Dear All,
I have a question about Kalman filter. I am using kalman filter for a state space model as following:
X(k+1)=A(k)x(k)+B(k)u(k)+w(k), w(k) ∼ N(0,Q)
Y(k)=C(K)x(k)+D(k)u(k)+v(k), v(k) ∼ N(0,R)
Which the state space matrixes (A(k),B(k),C(k),D(k)) are updated in each sampling time but Q and R matrixes are considered to be constant. The equations which calculate the kalman gain (K(k)) and covariance P matrix (P(k)) are as following:
K(k) = (P(k)*C(k)' )/(R + C(k)*P(k)*C(k)');
Pxx(k)=(eye(n)-K(k)*C(k))*P(k)*(eye(n)-K(k)*C (k))'+K(k)*R*K(k)';%Joseph form
P(k)= A(k)*Pxx(k)*A(k)' + Q;
The problem that I face is related to stability of (A(k)-K(k)*C(k)). In some sampling times, the calculated kalman gain can not stabilize the (A(k)-K(k)*C(k)) matrix and the eigenvalues of (A(k)-K(k)*C(k)) are outside of unit circle. Could you please help me to figure out the reason for this problem? I am expecting that the kalman filter gives me the gain which make the (A(k)-K(k)*C(k)) matrix stable with eigenvalues inside the unit circle.
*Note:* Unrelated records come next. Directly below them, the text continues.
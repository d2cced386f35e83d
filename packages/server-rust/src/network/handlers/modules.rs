//! Register, unregister and list handlers.

use axum::extract::{Path, State};
use axum::Json;
use bytes::Bytes;
use interop_core::messages::{AckResponse, ModuleListResponse, RegisterRequest};

use super::error::decode_body;
use super::AppState;
use crate::service::InteropError;

/// `POST /register`
pub async fn register_handler(
    State(state): State<AppState>,
    body: Bytes,
) -> Result<Json<AckResponse>, InteropError> {
    let request: RegisterRequest = decode_body(&body)?;
    let record = state.service.register(request)?;
    Ok(Json(AckResponse::ok(format!(
        "Module {} registered",
        record.name
    ))))
}

/// `DELETE /register/{name}`
pub async fn unregister_handler(
    State(state): State<AppState>,
    Path(name): Path<String>,
) -> Result<Json<AckResponse>, InteropError> {
    let record = state.service.unregister(&name)?;
    Ok(Json(AckResponse::ok(format!(
        "Module {} unregistered",
        record.name
    ))))
}

/// `GET /modules`
pub async fn list_modules_handler(State(state): State<AppState>) -> Json<ModuleListResponse> {
    let modules = state.service.modules();
    Json(ModuleListResponse {
        total: modules.len(),
        modules,
    })
}
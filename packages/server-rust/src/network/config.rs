//! Network configuration types for the interop server.

use std::time::Duration;

/// Port the server listens on unless told otherwise.
pub const DEFAULT_PORT: u16 = 4000;

/// Top-level network configuration for the server.
#[derive(Debug, Clone)]
pub struct NetworkConfig {
    /// Bind address for the server.
    pub host: String,
    /// Port to listen on. 0 means OS-assigned.
    pub port: u16,
    /// Per-connection settings for the realtime channel.
    pub connection: ConnectionConfig,
    /// Allowed CORS origins.
    pub cors_origins: Vec<String>,
    /// Maximum time to wait for a request to complete.
    pub request_timeout: Duration,
}

impl Default for NetworkConfig {
    fn default() -> Self {
        Self {
            host: "0.0.0.0".to_string(),
            port: DEFAULT_PORT,
            connection: ConnectionConfig::default(),
            cors_origins: vec!["*".to_string()],
            request_timeout: Duration::from_secs(30),
        }
    }
}

/// Per-connection configuration controlling backpressure.
#[derive(Debug, Clone)]
pub struct ConnectionConfig {
    /// Bounded mpsc channel capacity for outbound messages per connection.
    pub outbound_channel_capacity: usize,
    /// Maximum time to wait when sending a message to a connection.
    pub send_timeout: Duration,
    /// WebSocket write buffer size in bytes.
    pub ws_write_buffer_size: usize,
    /// Maximum WebSocket write buffer size in bytes.
    pub ws_max_write_buffer_size: usize,
}

impl Default for ConnectionConfig {
    fn default() -> Self {
        Self {
            outbound_channel_capacity: 256,
            send_timeout: Duration::from_secs(5),
            ws_write_buffer_size: 131_072,     // 128 KB
            ws_max_write_buffer_size: 524_288, // 512 KB
        }
    }
}
//! Interop Core: module records, queue items and wire message schemas.

pub mod clock;
pub mod error;
pub mod messages;
pub mod types;

pub use clock::{ClockSource, ManualClock, SystemClock};
pub use error::{ErrorBody, ErrorCode, ErrorDetail};
pub use types::{ModuleRecord, QueueItem, QueueStatus, RPC_ENDPOINT};

#[cfg(test)]
mod tests {
    #[test]
    fn crate_loads() {
        // Empty body: if this test runs, the crate compiles and loads.
    }
}
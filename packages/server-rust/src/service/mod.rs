//! Interop service layer.
//!
//! 1. **Registry** (`registry`): named modules, their ports and liveness timestamps
//! 2. **Dispatch** (`dispatcher`): resolve a target and call its `/rpc` endpoint
//! 3. **Queue** (`queue`): priority-ordered deferred calls, drained on demand
//! 4. **Facade** (`interop`): the shared state every transport talks to
//! 5. **Background workers** (`worker`): serialized and periodic queue draining

pub mod config;
pub mod dispatcher;
pub mod error;
pub mod interop;
pub mod queue;
pub mod registry;
pub mod worker;

// Re-export key types for convenient access.
pub use config::{ServerConfig, DEFAULT_DRAIN_LIMIT};
pub use dispatcher::{Dispatch, DispatchOrigin, DispatchOutcome, Dispatcher};
pub use error::InteropError;
pub use interop::InteropService;
pub use queue::MessageQueue;
pub use registry::ModuleRegistry;
pub use worker::{BackgroundRunnable, BackgroundWorker, DrainRequest, QueueDrainer};

/// Treats an empty string the same as an absent field.
pub(crate) fn non_empty(value: Option<String>) -> Option<String> {
    value.filter(|v| !v.is_empty())
}

#[cfg(test)]
mod tests {
    use super::non_empty;

    #[test]
    fn non_empty_drops_blank_strings() {
        assert_eq!(non_empty(Some("a".into())), Some("a".into()));
        assert_eq!(non_empty(Some(String::new())), None);
        assert_eq!(non_empty(None), None);
    }
}
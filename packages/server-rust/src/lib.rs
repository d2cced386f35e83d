//! Interop Server: module registry, RPC dispatch, priority queue and a
//! realtime channel for polyglot modules.

pub mod network;
pub mod service;
pub mod telemetry;

pub use network::{NetworkConfig, NetworkModule};
pub use service::{InteropError, InteropService, ServerConfig};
"Just to clarify, the state space matrixes are updated based on a subspace identification technique in each sampling time. So, I am not using an extended kalman filter. Furthermore, In each sampling time which the state space matrixes are updated, I also check the observabilty matrix of the system which is full rank all the time. I also check the controlability matrix based on (A, Q^1/2) which is full rank. Another point, in subspace identification technique which I am using, input and output data are considered from a real process without any preprocessing such as filtering."